Examples of indicators: 
  • Social number of incidents of vandalism,
  • reported user conflicts,
  • availability of backcountry campsites,
  • the number of informal trails created by users,
  • number of user caused fires.
  • depth of tread below ground surface,
  • braided trails,
  • standing water.
  • number of species (diversity),
  • per cent vegetation cover.
  • coliform counts,
  • potability.
Fish and Wildlife 
  • change in wildlife distribution,
  • population trend on winter ranges,
  • increase in non-native species.
  • number of incidents of wildlife harassment,
  • hiker/dog confrontations on the trail.
Step 4: Inventory Trail or Route Conditions 
  • Limit the inventory to information that can be used.
  • Gather information already collected and use what you can.
  • Identify further inventory needs.
  • Decide how to conduct inventory.
  • Train field staff.
  • Collect and analyze the data.
Step 5: Set Standards 

A standard is a condition of the indicator which triggers a management action. Standards are at the core of the L.A.C. method: they describe what is minimally acceptable, not what is desired. A standard is a contract between the manager and the public. 

  • Take action when a standard is reached.
  • Standards should be achievable.
  • Set standards in consultation with user groups.
  • The standard does not change.
Step 6: Identify Alternative Zones 
  • Map various different alternatives for zoning the trail route, or match the trail route to existing park management zones.
  • Prepare maps in consultation with user groups or let them draw their own maps.
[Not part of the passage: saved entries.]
//! Client configuration.

use std::collections::BTreeMap;
use std::time::Duration;

use serde::Deserialize;

use crate::endpoint::{default_endpoints, DEFAULT_LANGUAGE};

/// Issue categories left out of reports unless the caller says otherwise.
pub const DEFAULT_IGNORED_CATEGORIES: [&str; 10] = [
    "bias language",
    "cliches",
    "complex expression",
    "diacritical marks",
    "double negatives",
    "hidden verbs",
    "jargon language",
    "passive voice",
    "phrases to avoid",
    "redundant expression",
];

pub fn default_ignored_categories() -> Vec<String> {
    DEFAULT_IGNORED_CATEGORIES.iter().map(|s| s.to_string()).collect()
}

/// Settings a `Client` is built from. Missing fields take their defaults
/// when deserialized.
#[derive(Debug, Clone, PartialEq, Eq, Deserialize)]
#[serde(default)]
pub struct ClientConfig {
    pub language: String,
    pub ignored_categories: Vec<String>,
    pub endpoints: BTreeMap<String, String>,
    /// Whole-request timeout for the default transport. `None` waits forever.
    pub timeout_secs: Option<u64>,
}

impl Default for ClientConfig {
    fn default() -> Self {
        Self {
            language: DEFAULT_LANGUAGE.to_string(),
            ignored_categories: default_ignored_categories(),
            endpoints: default_endpoints(),
            timeout_secs: None,
        }
    }
}

impl ClientConfig {
    /// Defaults overridden by `ATD_LANGUAGE`, `ATD_IGNORED` (comma separated),
    /// `ATD_ENDPOINT` (base URL for the configured language) and
    /// `ATD_TIMEOUT_SECS`.
    pub fn from_env() -> Self {
        Self::from_lookup(|name| std::env::var(name).ok())
    }

    pub fn from_lookup<F>(lookup: F) -> Self
    where
        F: Fn(&str) -> Option<String>,
    {
        let mut config = Self::default();

        if let Some(language) = lookup("ATD_LANGUAGE").filter(|v| !v.trim().is_empty()) {
            config.language = language.trim().to_string();
        }
        if let Some(ignored) = lookup("ATD_IGNORED") {
            config.ignored_categories = ignored
                .split(',')
                .map(str::trim)
                .filter(|s| !s.is_empty())
                .map(str::to_string)
                .collect();
        }
        if let Some(endpoint) = lookup("ATD_ENDPOINT").filter(|v| !v.trim().is_empty()) {
            config.endpoints.insert(
                config.language.clone(),
                endpoint.trim().trim_end_matches('/').to_string(),
            );
        }
        config.timeout_secs = lookup("ATD_TIMEOUT_SECS").and_then(|v| v.trim().parse().ok());

        config
    }

    pub fn timeout(&self) -> Option<Duration> {
        self.timeout_secs.map(Duration::from_secs)
    }
}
Often there will be more common ground on wilderness issues than you might expect.
  • Write a description of the general trail management theme, for example "return to natural condition as soon as possible".
Step 7: Identify Management Actions 
  • By this step you have compared existing conditions to the standards developed, and have identified where problems exist.
  • Use the standards from Step 5 to direct management actions needed to attain them.
  • Assess possible management actions in terms of their desirable outcomes and undesirable side effects. (This is similar to a cost-benefit analysis, and can include real costs like hiring staff to carry out the management action.)
  • When considering management actions, think about:

  • - effectiveness 
    - acceptability 
    - enforceability 
    - longterm commitment
Step 8: Select The Preferred Alternative 

No simple formula exists for this step, but should be based on criteria determined by managers and concerned users. Questions might include: 

  • Which groups are affected?
  • Which values are promoted and which are diminished?
  • How feasible will it be to manage the trail as prescribed?
  • What are the costs?
Step 9: Implement Management Actions 
  • Implement management actions
  • . Include a schedule for completion.
  • Prepare a monitoring plan.
  • Evaluate the success of the management actions
  • . Monitor trail sections where you know the standards will be exceeded soon, or where conditions have suddenly changed, for example with a new access point.
  • Pay particular attention to situations where it is difficult to predict the outcome.